Two Northwestern University researchers now report that a high degree of cooperation, not something odd or sinister, plays a key role in the rarity of left-handedness. They developed a mathematical model that shows the low percentage of lefties is a result of the balance between cooperation and competition in human evolution - See more at: 







Hold, my tongue

I am moving the left side of my face and head in ways I never felt before. My left side of my head and face have seemed to play a more stabilizing undifferentiated role previously. My control of the left side musculature in my new way is almost spastic in it's movements as it pushes against a very dense resistance. I am unclear if the resistance is muscular, neurological, or fascial (I am ruling out my being a wack job for this post). What is still surprising is that I can feel the left sublingual musculature moving and cooperating in a different way, I do not have a different picture of the tongue itself. To move the tongue I revert back to my normal method of control.

Thursday, September 18, 2014

That's not right

Louis CK on cellphones and kids

A funny clip by Louis CK on empathy, media and kids. He talks about empathy and how kids might be being harmed by 'toxic' phones. At 38 seconds in he scrunches up the right side of his face to convey the hurt that is felt when a child is called fat. My thoughts tend to run toward agreeing with Louis but when I freeze the clip at 38 seconds there is a clear disparity in the halves of his face.

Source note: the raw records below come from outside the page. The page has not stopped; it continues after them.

#[async_trait]
impl SheetsApi for GoogleSheetsClient {
    fn service_account_email(&self) -> String {
        self.auth.email().to_string()
    }

    async fn list_spreadsheets(&self) -> Result<Vec<SpreadsheetSummary>, SheetsError> {
        let mut url = Url::parse(DRIVE_FILES_URL).map_err(|e| SheetsError::Api {
            status: 0,
            message: format!("invalid URL: {e}"),
        })?;
        url.query_pairs_mut()
            .append_pair(
                "q",
                &format!("mimeType='{SPREADSHEET_MIME}' and trashed=false"),
            )
            .append_pair("fields", "files(id,name,webViewLink)")
            .append_pair("pageSize", "100");

        let value = match self.execute(Method::GET, url, None).await {
            Ok(value) => value,
            Err(SheetsError::PermissionDenied { .. }) => {
                return Err(SheetsError::Api {
                    status: 403,
                    message: "Enable Google Drive API to list all sheets, or share a sheet URL directly"
                        .to_string(),
                });
            }
            Err(e) => return Err(e),
        };

        let list: DriveFileList = decode(value)?;
        Ok(list
            .files
            .into_iter()
            .map(|file| SpreadsheetSummary {
                url: file.web_view_link.unwrap_or_else(|| {
                    format!("https://docs.google.com/spreadsheets/d/{}", file.id)
                }),
                id: file.id,
                title: file.name,
            })
            .collect())
    }

    async fn spreadsheet_info(&self, spreadsheet_id: &str) -> Result<SpreadsheetInfo, SheetsError> {
        let mut url = Self::sheets_url(&[spreadsheet_id])?;
        url.query_pairs_mut().append_pair("fields", METADATA_FIELDS);
        let value = self.execute(Method::GET, url, None).await?;
        let resource: SpreadsheetResource = decode(value)?;
        Ok(resource.into())
    }

    async fn sheet_structure(&self, spreadsheet_id: &str) -> Result<SheetStructure, SheetsError> {
        let info = self.spreadsheet_info(spreadsheet_id).await?;
        let ranges: Vec<String> = info
            .worksheets
            .iter()
            .map(|ws| format!("{}!1:1", quote_sheet_name(&ws.name)))
            .collect();
        let grids = self.batch_get_values(spreadsheet_id, &ranges).await?;

        let tabs = info
            .worksheets
            .iter()
            .zip(grids)
            .filter_map(|(ws, grid)| {
                let headers = grid.into_iter().next().unwrap_or_default();
                if headers.iter().all(|h| h.trim().is_empty()) {
                    debug!(tab = %ws.name, "Skipping tab without headers");
                    return None;
                }
                Some(TabStructure {
                    name: ws.name.clone(),
                    headers,
                    row_count: ws.rows.saturating_sub(1),
                })
            })
            .collect();

        Ok(SheetStructure {
            title: info.title,
            tabs,
        })
    }

    async fn read_rows(
        &self,
        spreadsheet_id: &str,
        sheet: Option<&str>,
    ) -> Result<TableData, SheetsError> {
        let worksheet = self.worksheet(spreadsheet_id, sheet).await?;
        self.read_table(spreadsheet_id, &worksheet).await
    }

    async fn append_row(
        &self,
        spreadsheet_id: &str,
        sheet: Option<&str>,
        data: &Map<String, Value>,
    ) -> Result<AppendOutcome, SheetsError> {
        let worksheet = self.worksheet(spreadsheet_id, sheet).await?;
        let quoted = quote_sheet_name(&worksheet.name);
        let headers = self
            .get_values(spreadsheet_id, &format!("{quoted}!1:1"))
            .await?
            .into_iter()
            .next()
            .unwrap_or_default();

        let (row, ignored_keys) = map_row_to_headers(&headers, data)?;

        let mut url = Self::sheets_url(&[spreadsheet_id, "values", &format!("{quoted}!A1:append")])?;
        url.query_pairs_mut()
            .append_pair("valueInputOption", "USER_ENTERED")
            .append_pair("insertDataOption", "INSERT_ROWS");
        self.execute(Method::POST, url, Some(json!({ "values": [row] })))
            .await?;

        info!(tab = %worksheet.name, cells = row.len(), "Appended row");
        Ok(AppendOutcome {
            sheet: worksheet.name,
            row_added: row,
            headers,
            ignored_keys,
        })
    }

    async fn update_row(
        &self,
        spreadsheet_id: &str,
        sheet: Option<&str>,
        row: usize,
        data: &Map<String, Value>,
    ) -> Result<UpdateOutcome, SheetsError> {
        let worksheet = self.worksheet(spreadsheet_id, sheet).await?;
        let table = self.read_table(spreadsheet_id, &worksheet).await?;
        check_row(row, table.rows.len())?;

        if data.is_empty() {
            return Err(SheetsError::UnmappedData {
                headers: table.headers,
            });
        }

        let quoted = quote_sheet_name(&worksheet.name);
        let mut updates = Vec::with_capacity(data.len());
        let mut updated = Map::new();
        for (column, value) in data {
            let idx = find_column(&table.headers, column)?;
            updates.push(json!({
                "range": format!("{quoted}!{}{}", column_letter(idx + 1), row + 1),
                "values": [[cell_text(value)]]
            }));
            updated.insert(table.headers[idx].clone(), Value::String(cell_text(value)));
        }

        let url = Self::sheets_url(&[spreadsheet_id, "values:batchUpdate"])?;
        let body = json!({"valueInputOption": "USER_ENTERED", "data": updates});
        self.execute(Method::POST, url, Some(body)).await?;

        info!(tab = %worksheet.name, row, cells = updated.len(), "Updated row");
        Ok(UpdateOutcome {
            sheet: worksheet.name,
            row,
            updated,
        })
    }

    async fn delete_row(
        &self,
        spreadsheet_id: &str,
        sheet: Option<&str>,
        row: usize,
    ) -> Result<DeleteOutcome, SheetsError> {
        let worksheet = self.worksheet(spreadsheet_id, sheet).await?;
        let table = self.read_table(spreadsheet_id, &worksheet).await?;
        check_row(row, table.rows.len())?;
        let deleted = table.rows[row - 1].data.clone();

        // Data row N is sheet row N + 1, i.e. zero-based index N
        let body = json!({
            "requests": [{
                "deleteDimension": {
                    "range": {
                        "sheetId": worksheet.sheet_id,
                        "dimension": "ROWS",
                        "startIndex": row,
                        "endIndex": row + 1
                    }
                }
            }]
        });
        let url = Self::sheets_url(&[&format!("{spreadsheet_id}:batchUpdate")])?;
        self.execute(Method::POST, url, Some(body)).await?;

        info!(tab = %worksheet.name, row, "Deleted row");
        Ok(DeleteOutcome {
            sheet: worksheet.name,
            row,
            deleted,
        })
    }

    async fn search(
        &self,
        spreadsheet_id: &str,
        query: &SearchQuery,
    ) -> Result<Vec<SearchHit>, SheetsError> {
        let info = self.spreadsheet_info(spreadsheet_id).await?;
        let worksheets: Vec<&WorksheetInfo> = match query.sheet.as_deref() {
            Some(name) => vec![resolve_worksheet(&info, Some(name))?],
            None => info.worksheets.iter().collect(),
        };
        let ranges: Vec<String> = worksheets
            .iter()
            .map(|ws| quote_sheet_name(&ws.name))
            .collect();
        let grids = self.batch_get_values(spreadsheet_id, &ranges).await?;

        let tables: Vec<TableData> = worksheets
            .iter()
            .zip(grids)
            .map(|(ws, grid)| TableData::from_grid(ws.name.clone(), &grid))
            .collect();

        search_tables(&tables, query, query.sheet.is_some())
    }

    async fn health_check(&self, spreadsheet_id: Option<&str>) -> Result<(), SheetsError> {
        self.auth.access_token().await?;
        if let Some(id) = spreadsheet_id {
            let info = self.spreadsheet_info(id).await?;
            info!(title = %info.title, "Default spreadsheet reachable");
        }
        Ok(())
    }
}
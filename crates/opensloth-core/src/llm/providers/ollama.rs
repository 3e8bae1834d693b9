use super::OpenAiProvider;
use crate::llm::http_utils::{join_url, send_json_request};
use crate::llm::{
    generate_call_id, parse_tool_arguments, LlmError, LlmProvider, LlmResponse, Message, ToolCall,
    ToolDefinition,
};
use async_trait::async_trait;
use reqwest::Client as HttpClient;
use serde_json::{json, Value};
use tracing::debug;

const DEFAULT_BASE_URL: &str = "http://localhost:11434";

#[derive(serde::Deserialize, Debug)]
struct OllamaFunction {
    name: String,
    #[serde(default)]
    arguments: Value,
}

#[derive(serde::Deserialize, Debug)]
struct OllamaToolCall {
    function: OllamaFunction,
}

#[derive(serde::Deserialize, Debug)]
struct OllamaMessage {
    #[serde(default)]
    content: String,
    #[serde(default)]
    tool_calls: Vec<OllamaToolCall>,
}

#[derive(serde::Deserialize, Debug)]
struct OllamaResponse {
    message: OllamaMessage,
    done_reason: Option<String>,
}

/// LLM provider implementation for a local Ollama server
pub struct OllamaProvider {
    http_client: HttpClient,
    api_key: Option<String>,
    model: String,
    base_url: String,
}

impl OllamaProvider {
    /// Create a new Ollama provider instance
    ///
    /// The API key is optional and only sent when an authenticating proxy sits in front of Ollama.
    #[must_use]
    pub fn new(
        http_client: HttpClient,
        api_key: Option<String>,
        model: String,
        base_url: Option<String>,
    ) -> Self {
        Self {
            http_client,
            api_key,
            model,
            base_url: base_url.unwrap_or_else(|| DEFAULT_BASE_URL.to_string()),
        }
    }

    fn prepare_messages(system_prompt: &str, history: &[Message]) -> Vec<Value> {
        let mut messages = vec![json!({"role": "system", "content": system_prompt})];

        for msg in history {
            match (msg.role.as_str(), &msg.tool_calls) {
                ("assistant", Some(calls)) => {
                    let tool_calls: Vec<Value> = calls
                        .iter()
                        .map(|tc| {
                            json!({
                                "function": {"name": tc.name, "arguments": tc.arguments}
                            })
                        })
                        .collect();
                    messages.push(json!({
                        "role": "assistant",
                        "content": msg.content,
                        "tool_calls": tool_calls
                    }));
                }
                ("tool", _) => {
                    messages.push(json!({
                        "role": "tool",
                        "tool_name": msg.name,
                        "content": msg.content
                    }));
                }
                (role, _) => {
                    messages.push(json!({"role": role, "content": msg.content}));
                }
            }
        }
        messages
    }

    fn parse_response(res_json: Value) -> Result<LlmResponse, LlmError> {
        let parsed: OllamaResponse =
            serde_json::from_value(res_json).map_err(|e| LlmError::JsonError(e.to_string()))?;

        debug!(
            done_reason = parsed.done_reason.as_deref().unwrap_or("unknown"),
            "Ollama response received"
        );

        let tool_calls = parsed
            .message
            .tool_calls
            .into_iter()
            .map(|tc| {
                // Arguments arrive as an object, older builds send a JSON string
                let arguments = match tc.function.arguments {
                    Value::String(raw) => parse_tool_arguments(&raw),
                    Value::Null => json!({}),
                    other => other,
                };
                ToolCall::new(generate_call_id(), tc.function.name, arguments)
            })
            .collect();

        Ok(LlmResponse::from_parts(Some(parsed.message.content), tool_calls))
    }
}

#[async_trait]
impl LlmProvider for OllamaProvider {
    fn name(&self) -> &'static str {
        "ollama"
    }

    fn model(&self) -> String {
        self.model.clone()
    }

    async fn generate(
        &self,
        system_prompt: &str,
        messages: &[Message],
        tools: &[ToolDefinition],
    ) -> Result<LlmResponse, LlmError> {
        let url = join_url(&self.base_url, "api/chat");

        let mut body = json!({
            "model": self.model,
            "messages": Self::prepare_messages(system_prompt, messages),
            "stream": false
        });
        if !tools.is_empty() {
            body["tools"] = json!(OpenAiProvider::prepare_tools(tools));
        }

        let auth_header = self.api_key.as_ref().map(|key| format!("Bearer {key}"));
        let res_json = send_json_request(
            &self.http_client,
            &url,
            &body,
            auth_header.as_deref(),
            &[],
        )
        .await?;

        Self::parse_response(res_json)
    }
}

#[cfg(test)]
mod tests {
    use super::*;

    #[test]
    fn test_arguments_as_object_or_string() {
        let payload = json!({
            "done_reason": "stop",
            "message": {
                "role": "assistant",
                "content": "",
                "tool_calls": [
                    {"function": {"name": "update_cell", "arguments": {"row": 1, "column": "Status", "value": "Done"}}},
                    {"function": {"name": "search", "arguments": "{\"query\":\"Bob\"}"}}
                ]
            }
        });

        let Ok(LlmResponse::ToolCalls(calls)) = OllamaProvider::parse_response(payload) else {
            panic!("expected tool calls");
        };
        assert_eq!(calls[0].arguments["column"], "Status");
        assert_eq!(calls[1].arguments, json!({"query": "Bob"}));
        assert!(calls.iter().all(|c| c.id.starts_with("call_")));
    }

    #[test]
    fn test_tool_results_carry_tool_name() {
        let history = vec![
            Message::user("hi"),
            Message::assistant_with_tools("", vec![ToolCall::new("x", "list_sheets", json!({}))]),
            Message::tool("x", "list_sheets", "[]"),
        ];
        let messages = OllamaProvider::prepare_messages("sys", &history);
        assert_eq!(messages[2]["tool_calls"][0]["function"]["arguments"], json!({}));
        assert_eq!(messages[3]["tool_name"], "list_sheets");
    }

    #[test]
    fn test_plain_reply() {
        let payload = json!({"message": {"role": "assistant", "content": "Hello"}, "done": true});
        assert_eq!(
            OllamaProvider::parse_response(payload).ok(),
            Some(LlmResponse::FinalMessage("Hello".to_string()))
        );
    }
}
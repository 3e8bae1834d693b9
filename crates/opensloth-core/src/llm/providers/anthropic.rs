use crate::llm::http_utils::{join_url, send_json_request};
use crate::llm::{LlmError, LlmProvider, LlmResponse, Message, ToolCall, ToolDefinition};
use async_trait::async_trait;
use reqwest::Client as HttpClient;
use serde_json::{json, Value};
use tracing::debug;

const DEFAULT_BASE_URL: &str = "https://api.anthropic.com";
const ANTHROPIC_VERSION: &str = "2023-06-01";

#[derive(serde::Deserialize, Debug)]
#[serde(tag = "type", rename_all = "snake_case")]
enum ContentBlock {
    Text {
        text: String,
    },
    ToolUse {
        id: String,
        name: String,
        #[serde(default)]
        input: Value,
    },
    #[serde(other)]
    Other,
}

#[derive(serde::Deserialize, Debug)]
struct MessagesResponse {
    #[serde(default)]
    content: Vec<ContentBlock>,
    stop_reason: Option<String>,
}

/// LLM provider implementation for the Anthropic Messages API
pub struct AnthropicProvider {
    http_client: HttpClient,
    api_key: String,
    model: String,
    base_url: String,
    max_tokens: u32,
}

impl AnthropicProvider {
    /// Create a new Anthropic provider instance
    #[must_use]
    pub fn new(
        http_client: HttpClient,
        api_key: String,
        model: String,
        base_url: Option<String>,
        max_tokens: u32,
    ) -> Self {
        Self {
            http_client,
            api_key,
            model,
            base_url: base_url.unwrap_or_else(|| DEFAULT_BASE_URL.to_string()),
            max_tokens,
        }
    }

    /// Convert the transcript to content-block messages.
    ///
    /// Tool results travel as `tool_result` blocks in a user turn. Consecutive
    /// turns with the same role are merged, and the transcript must open with
    /// a user turn.
    pub(crate) fn prepare_messages(history: &[Message]) -> Vec<Value> {
        let mut api_messages: Vec<Value> = Vec::new();

        for msg in history {
            let (role, blocks) = match msg.role.as_str() {
                "tool" => (
                    "user",
                    vec![json!({
                        "type": "tool_result",
                        "tool_use_id": msg.tool_call_id,
                        "content": msg.content
                    })],
                ),
                "assistant" => {
                    let mut blocks = Vec::new();
                    if !msg.content.trim().is_empty() {
                        blocks.push(json!({"type": "text", "text": msg.content}));
                    }
                    for call in msg.tool_calls.iter().flatten() {
                        let input = if call.arguments.is_object() {
                            call.arguments.clone()
                        } else {
                            json!({})
                        };
                        blocks.push(json!({
                            "type": "tool_use",
                            "id": call.id,
                            "name": call.name,
                            "input": input
                        }));
                    }
                    ("assistant", blocks)
                }
                _ => {
                    if msg.content.trim().is_empty() {
                        continue;
                    }
                    ("user", vec![json!({"type": "text", "text": msg.content})])
                }
            };

            if blocks.is_empty() || (api_messages.is_empty() && role != "user") {
                continue;
            }

            match api_messages.last_mut() {
                Some(last) if last["role"] == role => {
                    if let Some(content) = last["content"].as_array_mut() {
                        content.extend(blocks);
                    }
                }
                _ => api_messages.push(json!({"role": role, "content": blocks})),
            }
        }

        api_messages
    }

    fn prepare_tools(tools: &[ToolDefinition]) -> Vec<Value> {
        tools
            .iter()
            .map(|t| {
                json!({
                    "name": t.name,
                    "description": t.description,
                    "input_schema": t.parameters
                })
            })
            .collect()
    }

    fn parse_response(res_json: Value) -> Result<LlmResponse, LlmError> {
        let parsed: MessagesResponse =
            serde_json::from_value(res_json).map_err(|e| LlmError::JsonError(e.to_string()))?;

        debug!(
            stop_reason = parsed.stop_reason.as_deref().unwrap_or("unknown"),
            "Anthropic response received"
        );

        let mut text = String::new();
        let mut tool_calls = Vec::new();
        for block in parsed.content {
            match block {
                ContentBlock::Text { text: t } => text.push_str(&t),
                ContentBlock::ToolUse { id, name, input } => {
                    let arguments = if input.is_null() { json!({}) } else { input };
                    tool_calls.push(ToolCall::new(id, name, arguments));
                }
                ContentBlock::Other => {}
            }
        }

        Ok(LlmResponse::from_parts(Some(text), tool_calls))
    }
}

#[async_trait]
impl LlmProvider for AnthropicProvider {
    fn name(&self) -> &'static str {
        "anthropic"
    }

    fn model(&self) -> String {
        self.model.clone()
    }

    async fn generate(
        &self,
        system_prompt: &str,
        messages: &[Message],
        tools: &[ToolDefinition],
    ) -> Result<LlmResponse, LlmError> {
        let url = join_url(&self.base_url, "v1/messages");

        let mut body = json!({
            "model": self.model,
            "max_tokens": self.max_tokens,
            "system": system_prompt,
            "messages": Self::prepare_messages(messages),
        });
        if !tools.is_empty() {
            body["tools"] = json!(Self::prepare_tools(tools));
        }

        let res_json = send_json_request(
            &self.http_client,
            &url,
            &body,
            None,
            &[
                ("x-api-key", self.api_key.as_str()),
                ("anthropic-version", ANTHROPIC_VERSION),
            ],
        )
        .await?;

        Self::parse_response(res_json)
    }
}
use crate::api::{Pauli, SimError};
use crate::drawer;
use crate::gate::Gate;
use num_complex::Complex;

#[derive(Debug, Clone, PartialEq)]
pub struct Circuit {
    pub num_qubits: usize,
    pub num_clbits: usize,
    gates: Vec<Gate>,
}

impl Circuit {
    pub fn new(num_qubits: usize, num_clbits: usize) -> Self {
        Self {
            num_qubits,
            num_clbits,
            gates: Vec::new(),
        }
    }

    /// Appends a gate after checking its qubit and classical bit indices.
    pub fn add_gate(&mut self, gate: Gate) -> Result<&mut Self, SimError> {
        if let Some(&q) = gate.qubits().iter().find(|&&q| q >= self.num_qubits) {
            return Err(SimError::Qubit(q));
        }
        if let Gate::CX { control, target } | Gate::CZ { control, target } = gate {
            if control == target {
                return Err(SimError::Qubit(target));
            }
        }
        match gate.clbit() {
            Some(c) if c >= self.num_clbits => return Err(SimError::Clbit(c)),
            _ => {}
        }
        self.gates.push(gate);
        Ok(self)
    }

    pub fn gates(&self) -> &[Gate] {
        &self.gates
    }

    pub fn len(&self) -> usize {
        self.gates.len()
    }

    pub fn is_empty(&self) -> bool {
        self.gates.is_empty()
    }

    pub fn has_measurements(&self) -> bool {
        self.gates.iter().any(|g| matches!(g, Gate::Measure { .. }))
    }

    pub fn h(&mut self, qubit: usize) -> Result<&mut Self, SimError> {
        self.add_gate(Gate::H { qubit })
    }

    pub fn x(&mut self, qubit: usize) -> Result<&mut Self, SimError> {
        self.add_gate(Gate::X { qubit })
    }

    pub fn y(&mut self, qubit: usize) -> Result<&mut Self, SimError> {
        self.add_gate(Gate::Y { qubit })
    }

    pub fn z(&mut self, qubit: usize) -> Result<&mut Self, SimError> {
        self.add_gate(Gate::Z { qubit })
    }

    pub fn s(&mut self, qubit: usize) -> Result<&mut Self, SimError> {
        self.add_gate(Gate::S { qubit })
    }

    pub fn cx(&mut self, control: usize, target: usize) -> Result<&mut Self, SimError> {
        self.add_gate(Gate::CX { control, target })
    }

    pub fn cz(&mut self, control: usize, target: usize) -> Result<&mut Self, SimError> {
        self.add_gate(Gate::CZ { control, target })
    }

    pub fn rx(&mut self, qubit: usize, theta: f64) -> Result<&mut Self, SimError> {
        self.add_gate(Gate::RX { qubit, theta })
    }

    pub fn ry(&mut self, qubit: usize, theta: f64) -> Result<&mut Self, SimError> {
        self.add_gate(Gate::RY { qubit, theta })
    }

    pub fn rz(&mut self, qubit: usize, theta: f64) -> Result<&mut Self, SimError> {
        self.add_gate(Gate::RZ { qubit, theta })
    }

    pub fn initialize(
        &mut self,
        qubit: usize,
        amplitudes: [Complex<f64>; 2],
    ) -> Result<&mut Self, SimError> {
        self.add_gate(Gate::Initialize { qubit, amplitudes })
    }

    pub fn measure(&mut self, qubit: usize, clbit: usize) -> Result<&mut Self, SimError> {
        self.add_gate(Gate::Measure { qubit, clbit })
    }

    pub fn c_pauli(
        &mut self,
        clbit: usize,
        pauli: Pauli,
        target: usize,
    ) -> Result<&mut Self, SimError> {
        self.add_gate(Gate::CondPauli {
            clbit,
            pauli,
            target,
        })
    }

    /// Text diagram with one wire per qubit and one for the classical register.
    pub fn draw(&self) -> String {
        drawer::draw(self)
    }

    /// OpenQASM 3 rendering of the circuit.
    ///
    /// `initialize` has no QASM counterpart and is emitted as `ry` followed by
    /// `rz`, which prepares the same state up to a global phase.
    pub fn to_qasm(&self) -> String {
        let mut qasm = String::from("OPENQASM 3.0;\ninclude \"stdgates.inc\";\n");
        qasm.push_str(&format!("qubit[{}] q;\n", self.num_qubits));
        if self.num_clbits > 0 {
            qasm.push_str(&format!("bit[{}] c;\n", self.num_clbits));
        }
        for gate in &self.gates {
            qasm.push_str(&qasm_line(gate));
        }
        qasm
    }
}

fn qasm_line(gate: &Gate) -> String {
    match *gate {
        Gate::H { qubit }
        | Gate::X { qubit }
        | Gate::Y { qubit }
        | Gate::Z { qubit }
        | Gate::S { qubit } => format!("{} q[{}];\n", gate.name(), qubit),
        Gate::RX { qubit, theta } | Gate::RY { qubit, theta } | Gate::RZ { qubit, theta } => {
            format!("{}({}) q[{}];\n", gate.name(), theta, qubit)
        }
        Gate::CX { control, target } | Gate::CZ { control, target } => {
            format!("{} q[{}], q[{}];\n", gate.name(), control, target)
        }
        Gate::Initialize { qubit, amplitudes } => {
            let [a, b] = amplitudes;
            let theta = 2.0 * a.norm().clamp(0.0, 1.0).acos();
            let phi = b.arg() - a.arg();
            format!("ry({}) q[{}];\nrz({}) q[{}];\n", theta, qubit, phi, qubit)
        }
        Gate::Measure { qubit, clbit } => format!("c[{}] = measure q[{}];\n", clbit, qubit),
        Gate::CondPauli { pauli: Pauli::I, .. } => String::new(),
        Gate::CondPauli {
            clbit,
            pauli,
            target,
        } => format!(
            "if (c[{}]) {} q[{}];\n",
            clbit,
            pauli.symbol().to_lowercase(),
            target
        ),
    }
}

#[cfg(test)]
mod tests {
    use super::*;

    #[test]
    fn rejects_out_of_range_indices() {
        let mut circuit = Circuit::new(2, 1);
        assert_eq!(circuit.h(2).unwrap_err(), SimError::Qubit(2));
        assert_eq!(circuit.cx(0, 5).unwrap_err(), SimError::Qubit(5));
        assert_eq!(circuit.cx(1, 1).unwrap_err(), SimError::Qubit(1));
        assert_eq!(circuit.measure(0, 1).unwrap_err(), SimError::Clbit(1));
        assert!(circuit.is_empty());
    }

    #[test]
    fn builder_chains_and_tracks_measurements() {
        let mut circuit = Circuit::new(2, 2);
        circuit.h(0).unwrap().cx(0, 1).unwrap();
        assert_eq!(circuit.len(), 2);
        assert!(!circuit.has_measurements());
        circuit.measure(1, 1).unwrap();
        assert!(circuit.has_measurements());
        assert_eq!(circuit.gates()[1], Gate::CX { control: 0, target: 1 });
    }

    #[test]
    fn emits_qasm3() {
        let mut circuit = Circuit::new(2, 1);
        circuit
            .h(0)
            .unwrap()
            .cx(0, 1)
            .unwrap()
            .measure(0, 0)
            .unwrap()
            .c_pauli(0, Pauli::Z, 1)
            .unwrap();
        let qasm = circuit.to_qasm();
        assert!(qasm.starts_with("OPENQASM 3.0;"));
        assert!(qasm.contains("qubit[2] q;"));
        assert!(qasm.contains("bit[1] c;"));
        assert!(qasm.contains("h q[0];"));
        assert!(qasm.contains("cx q[0], q[1];"));
        assert!(qasm.contains("c[0] = measure q[0];"));
        assert!(qasm.contains("if (c[0]) z q[1];"));
    }

    #[test]
    fn qasm_has_one_line_per_statement() {
        let mut circuit = Circuit::new(1, 1);
        circuit
            .x(0)
            .unwrap()
            .measure(0, 0)
            .unwrap()
            .c_pauli(0, Pauli::I, 0)
            .unwrap();
        assert_eq!(
            circuit.to_qasm(),
            "OPENQASM 3.0;\ninclude \"stdgates.inc\";\nqubit[1] q;\nbit[1] c;\nx q[0];\nc[0] = measure q[0];\n"
        );
    }

    #[test]
    fn initialize_is_emitted_as_rotations() {
        let mut circuit = Circuit::new(1, 0);
        circuit
            .initialize(0, [Complex::new(1.0, 0.0), Complex::new(0.0, 0.0)])
            .unwrap();
        let qasm = circuit.to_qasm();
        assert!(qasm.contains("ry(0) q[0];"));
        assert!(qasm.contains("rz(0) q[0];"));
    }
}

My sense is that when I communicate normally I connect right side to right side and the left side remains somehow unseen. Trying to make the connection with the left side with my attention in my left eye I often see less emotional content on the other persons left. In fact my normal is to see the 'persona' existing in the right half of others. I think there is a postural adjustment of my body to relate right side to right side.

Hat tip No Agenda Show 652

Tuesday, September 9, 2014

Questioning authority of the right

The deep throat sublingual tongue musculature is far stronger than I would have suspected. Almost seemingly controlling my postural response to my environment. I am still literally stuck in feeling only partial elements of the left side dominance but unable to bring it to full fruition. It does not feel like I have fully fleshed out what it takes to use the left tongue/face/lips/throat/eye in a way that is comparable to the right side structures. It feels like the difficulty is getting both the right giving up it's slight but significant positions of advantage and the left gaining operational range.

It is still amazingly difficult to connect left eye to left eye. Not that it is hard to do in a physical sense but in matter of a habitual response, my right eye 'naturally' travels to and makes a connection to the person I am communicating with or observing right eye. That dominance of the right eye feels to be reflected and amplified in my tongue and throat structures to my right sided muscle-skeletal posture. The unexamined belief that I had that I used my left sided structures in a similar way to the right increasingly does not hold water.